:: Available records ::
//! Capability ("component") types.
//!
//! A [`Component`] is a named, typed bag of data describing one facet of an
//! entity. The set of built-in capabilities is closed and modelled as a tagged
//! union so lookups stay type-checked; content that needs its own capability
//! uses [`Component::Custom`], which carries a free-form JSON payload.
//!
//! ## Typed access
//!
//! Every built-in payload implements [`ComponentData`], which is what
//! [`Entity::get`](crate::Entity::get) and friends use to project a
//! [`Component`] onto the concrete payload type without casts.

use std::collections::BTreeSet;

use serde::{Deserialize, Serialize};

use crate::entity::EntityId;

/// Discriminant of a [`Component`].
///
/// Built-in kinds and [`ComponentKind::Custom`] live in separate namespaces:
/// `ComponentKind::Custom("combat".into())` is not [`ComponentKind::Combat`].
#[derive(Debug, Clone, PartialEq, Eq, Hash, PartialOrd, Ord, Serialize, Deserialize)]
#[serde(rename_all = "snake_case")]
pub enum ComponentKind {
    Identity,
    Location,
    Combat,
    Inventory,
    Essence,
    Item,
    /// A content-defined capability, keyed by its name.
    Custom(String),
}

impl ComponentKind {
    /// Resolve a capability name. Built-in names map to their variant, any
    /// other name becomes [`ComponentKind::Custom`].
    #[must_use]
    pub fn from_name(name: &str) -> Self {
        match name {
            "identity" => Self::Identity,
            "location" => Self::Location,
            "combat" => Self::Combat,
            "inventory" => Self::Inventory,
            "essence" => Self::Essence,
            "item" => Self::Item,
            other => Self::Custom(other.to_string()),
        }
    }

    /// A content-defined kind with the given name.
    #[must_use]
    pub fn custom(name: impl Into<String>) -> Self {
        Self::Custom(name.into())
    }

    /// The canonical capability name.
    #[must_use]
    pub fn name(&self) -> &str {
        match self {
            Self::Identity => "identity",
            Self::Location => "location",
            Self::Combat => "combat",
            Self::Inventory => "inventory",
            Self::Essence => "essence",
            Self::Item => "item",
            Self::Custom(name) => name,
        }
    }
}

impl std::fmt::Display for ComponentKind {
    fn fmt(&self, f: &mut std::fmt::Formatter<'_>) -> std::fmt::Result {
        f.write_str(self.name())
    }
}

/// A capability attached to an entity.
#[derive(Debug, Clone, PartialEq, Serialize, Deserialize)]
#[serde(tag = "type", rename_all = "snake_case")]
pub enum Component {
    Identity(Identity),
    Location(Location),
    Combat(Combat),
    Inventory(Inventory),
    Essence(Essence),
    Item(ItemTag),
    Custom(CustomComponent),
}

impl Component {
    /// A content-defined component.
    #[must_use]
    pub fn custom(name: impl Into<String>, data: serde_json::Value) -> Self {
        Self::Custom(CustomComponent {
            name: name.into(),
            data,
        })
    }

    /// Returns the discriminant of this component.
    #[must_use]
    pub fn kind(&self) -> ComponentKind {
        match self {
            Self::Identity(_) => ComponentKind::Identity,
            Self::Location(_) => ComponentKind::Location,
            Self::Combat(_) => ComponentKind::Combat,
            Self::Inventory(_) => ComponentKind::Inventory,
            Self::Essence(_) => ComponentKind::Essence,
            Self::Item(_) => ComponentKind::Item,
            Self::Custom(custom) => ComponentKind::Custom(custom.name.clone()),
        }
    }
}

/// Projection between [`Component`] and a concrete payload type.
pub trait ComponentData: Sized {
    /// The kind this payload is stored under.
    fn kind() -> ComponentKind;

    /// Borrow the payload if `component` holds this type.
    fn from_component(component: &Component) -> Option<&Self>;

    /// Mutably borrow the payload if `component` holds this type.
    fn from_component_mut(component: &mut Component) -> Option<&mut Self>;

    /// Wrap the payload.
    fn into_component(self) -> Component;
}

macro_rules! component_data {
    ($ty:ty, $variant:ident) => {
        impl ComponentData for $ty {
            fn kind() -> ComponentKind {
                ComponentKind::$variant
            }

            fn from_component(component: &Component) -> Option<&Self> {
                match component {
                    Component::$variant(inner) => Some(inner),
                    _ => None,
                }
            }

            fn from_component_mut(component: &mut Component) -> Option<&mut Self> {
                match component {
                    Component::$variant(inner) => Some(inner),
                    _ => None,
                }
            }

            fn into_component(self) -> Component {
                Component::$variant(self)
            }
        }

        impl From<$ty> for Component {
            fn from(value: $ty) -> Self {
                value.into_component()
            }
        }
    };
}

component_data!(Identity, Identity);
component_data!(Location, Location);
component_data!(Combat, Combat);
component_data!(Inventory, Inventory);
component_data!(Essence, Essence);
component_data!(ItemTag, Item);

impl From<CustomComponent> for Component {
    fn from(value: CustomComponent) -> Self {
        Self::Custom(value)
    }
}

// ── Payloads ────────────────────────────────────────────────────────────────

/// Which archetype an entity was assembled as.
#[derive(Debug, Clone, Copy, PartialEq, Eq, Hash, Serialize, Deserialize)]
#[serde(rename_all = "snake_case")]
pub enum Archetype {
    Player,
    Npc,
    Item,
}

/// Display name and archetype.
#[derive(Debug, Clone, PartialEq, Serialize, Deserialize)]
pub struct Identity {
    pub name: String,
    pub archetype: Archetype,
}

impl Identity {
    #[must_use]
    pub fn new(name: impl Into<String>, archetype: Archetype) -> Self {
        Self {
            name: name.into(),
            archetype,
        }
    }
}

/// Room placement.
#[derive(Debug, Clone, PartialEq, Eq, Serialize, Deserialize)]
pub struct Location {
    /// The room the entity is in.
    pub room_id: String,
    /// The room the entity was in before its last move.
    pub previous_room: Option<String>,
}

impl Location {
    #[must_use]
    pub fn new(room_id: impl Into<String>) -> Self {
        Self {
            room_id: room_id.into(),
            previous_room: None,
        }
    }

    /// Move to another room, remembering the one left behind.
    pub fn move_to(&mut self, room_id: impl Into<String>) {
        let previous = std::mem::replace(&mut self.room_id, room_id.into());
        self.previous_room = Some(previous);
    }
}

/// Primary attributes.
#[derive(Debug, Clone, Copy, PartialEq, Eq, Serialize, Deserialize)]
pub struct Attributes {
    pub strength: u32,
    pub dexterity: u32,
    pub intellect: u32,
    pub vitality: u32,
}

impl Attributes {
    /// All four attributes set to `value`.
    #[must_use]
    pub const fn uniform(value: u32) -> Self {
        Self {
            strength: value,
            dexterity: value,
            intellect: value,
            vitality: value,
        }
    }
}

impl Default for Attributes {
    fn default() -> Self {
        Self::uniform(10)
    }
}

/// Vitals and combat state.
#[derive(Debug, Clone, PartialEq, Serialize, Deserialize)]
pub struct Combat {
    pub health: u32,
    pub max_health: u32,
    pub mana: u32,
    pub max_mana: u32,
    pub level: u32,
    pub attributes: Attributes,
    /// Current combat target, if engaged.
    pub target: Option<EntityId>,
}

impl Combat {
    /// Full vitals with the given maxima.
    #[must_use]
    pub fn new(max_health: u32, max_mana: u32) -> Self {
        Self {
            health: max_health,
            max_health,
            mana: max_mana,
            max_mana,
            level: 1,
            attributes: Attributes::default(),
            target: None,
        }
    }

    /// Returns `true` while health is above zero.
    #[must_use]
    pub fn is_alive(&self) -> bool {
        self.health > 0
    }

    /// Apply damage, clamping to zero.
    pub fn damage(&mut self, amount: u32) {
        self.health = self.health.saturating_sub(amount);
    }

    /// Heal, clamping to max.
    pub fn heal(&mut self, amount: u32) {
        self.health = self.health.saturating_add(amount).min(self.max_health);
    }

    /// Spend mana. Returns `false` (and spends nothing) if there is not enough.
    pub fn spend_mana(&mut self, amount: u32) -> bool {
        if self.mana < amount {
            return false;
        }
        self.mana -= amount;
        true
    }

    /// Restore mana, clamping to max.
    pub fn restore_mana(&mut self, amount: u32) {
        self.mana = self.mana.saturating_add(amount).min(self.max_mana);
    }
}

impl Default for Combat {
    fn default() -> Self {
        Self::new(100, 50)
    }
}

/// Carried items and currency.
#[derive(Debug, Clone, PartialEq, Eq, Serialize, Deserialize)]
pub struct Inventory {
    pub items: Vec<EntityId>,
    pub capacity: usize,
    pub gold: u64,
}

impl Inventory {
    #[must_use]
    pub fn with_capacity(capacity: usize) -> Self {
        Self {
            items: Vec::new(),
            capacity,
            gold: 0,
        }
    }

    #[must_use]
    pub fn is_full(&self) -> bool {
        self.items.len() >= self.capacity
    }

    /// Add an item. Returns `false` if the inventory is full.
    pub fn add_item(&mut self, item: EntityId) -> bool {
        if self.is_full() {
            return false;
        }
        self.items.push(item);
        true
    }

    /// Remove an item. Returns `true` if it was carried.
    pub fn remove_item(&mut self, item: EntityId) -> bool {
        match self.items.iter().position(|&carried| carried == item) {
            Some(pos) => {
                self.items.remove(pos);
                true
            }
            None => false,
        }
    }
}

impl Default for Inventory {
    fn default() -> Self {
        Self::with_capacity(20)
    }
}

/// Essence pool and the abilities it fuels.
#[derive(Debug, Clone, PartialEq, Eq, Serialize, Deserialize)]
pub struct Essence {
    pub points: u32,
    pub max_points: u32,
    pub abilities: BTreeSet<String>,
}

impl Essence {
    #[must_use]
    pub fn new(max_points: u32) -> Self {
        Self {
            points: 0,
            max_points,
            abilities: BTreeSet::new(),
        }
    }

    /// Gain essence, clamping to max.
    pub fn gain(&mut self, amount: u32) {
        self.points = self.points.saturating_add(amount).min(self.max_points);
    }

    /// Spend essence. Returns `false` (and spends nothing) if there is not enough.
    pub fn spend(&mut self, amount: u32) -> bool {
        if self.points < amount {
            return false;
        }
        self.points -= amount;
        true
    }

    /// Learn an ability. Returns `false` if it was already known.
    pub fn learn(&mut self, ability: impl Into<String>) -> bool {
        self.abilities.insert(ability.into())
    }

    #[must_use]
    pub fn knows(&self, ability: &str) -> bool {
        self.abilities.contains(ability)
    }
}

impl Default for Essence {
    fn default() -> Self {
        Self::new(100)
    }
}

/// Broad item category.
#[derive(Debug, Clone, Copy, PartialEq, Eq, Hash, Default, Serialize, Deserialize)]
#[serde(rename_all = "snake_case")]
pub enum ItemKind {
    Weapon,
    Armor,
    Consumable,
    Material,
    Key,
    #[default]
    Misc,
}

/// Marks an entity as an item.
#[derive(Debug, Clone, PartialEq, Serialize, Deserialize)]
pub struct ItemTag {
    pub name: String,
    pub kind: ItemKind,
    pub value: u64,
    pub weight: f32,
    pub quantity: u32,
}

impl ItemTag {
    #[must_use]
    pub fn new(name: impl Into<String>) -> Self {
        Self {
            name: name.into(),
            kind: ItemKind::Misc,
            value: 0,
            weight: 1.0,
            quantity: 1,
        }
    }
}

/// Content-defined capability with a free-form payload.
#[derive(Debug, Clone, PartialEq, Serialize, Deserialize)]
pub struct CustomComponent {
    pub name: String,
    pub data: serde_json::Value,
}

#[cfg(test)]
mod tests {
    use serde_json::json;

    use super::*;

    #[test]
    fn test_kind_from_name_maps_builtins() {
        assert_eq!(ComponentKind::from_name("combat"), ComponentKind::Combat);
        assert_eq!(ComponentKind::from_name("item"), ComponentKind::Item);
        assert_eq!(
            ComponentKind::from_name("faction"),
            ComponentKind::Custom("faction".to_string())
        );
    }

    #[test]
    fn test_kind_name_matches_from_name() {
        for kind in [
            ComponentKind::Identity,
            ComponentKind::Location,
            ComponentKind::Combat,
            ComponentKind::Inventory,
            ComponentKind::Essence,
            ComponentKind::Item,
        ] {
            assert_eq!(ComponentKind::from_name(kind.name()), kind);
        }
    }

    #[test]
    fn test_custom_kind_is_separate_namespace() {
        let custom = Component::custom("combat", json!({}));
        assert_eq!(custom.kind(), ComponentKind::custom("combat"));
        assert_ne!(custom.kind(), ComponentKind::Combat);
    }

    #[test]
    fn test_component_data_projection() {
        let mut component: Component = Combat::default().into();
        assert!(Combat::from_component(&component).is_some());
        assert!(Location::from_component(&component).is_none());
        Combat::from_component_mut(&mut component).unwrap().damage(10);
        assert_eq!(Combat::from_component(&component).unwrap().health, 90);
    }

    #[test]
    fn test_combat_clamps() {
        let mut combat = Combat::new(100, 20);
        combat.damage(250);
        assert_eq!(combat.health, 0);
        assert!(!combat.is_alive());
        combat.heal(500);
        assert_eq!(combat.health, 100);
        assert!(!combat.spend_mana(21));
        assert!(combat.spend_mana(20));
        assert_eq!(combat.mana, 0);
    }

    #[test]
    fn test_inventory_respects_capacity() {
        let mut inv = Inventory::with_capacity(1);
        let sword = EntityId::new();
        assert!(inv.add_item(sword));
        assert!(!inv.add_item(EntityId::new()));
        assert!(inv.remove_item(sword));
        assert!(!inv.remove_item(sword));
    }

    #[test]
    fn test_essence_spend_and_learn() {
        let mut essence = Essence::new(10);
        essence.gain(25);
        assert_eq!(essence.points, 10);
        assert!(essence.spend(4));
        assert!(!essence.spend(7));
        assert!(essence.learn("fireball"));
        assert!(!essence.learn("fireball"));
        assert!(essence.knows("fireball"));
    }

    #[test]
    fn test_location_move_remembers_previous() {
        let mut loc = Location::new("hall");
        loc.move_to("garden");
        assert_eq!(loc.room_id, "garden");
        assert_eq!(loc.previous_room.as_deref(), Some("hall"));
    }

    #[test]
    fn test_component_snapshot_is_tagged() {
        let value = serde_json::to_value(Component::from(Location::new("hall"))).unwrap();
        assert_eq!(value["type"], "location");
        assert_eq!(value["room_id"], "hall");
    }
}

:: Task objective ::
Nothing but a number should be given: the count of lines in the records that contain the word "there".

:: Written solution ::
2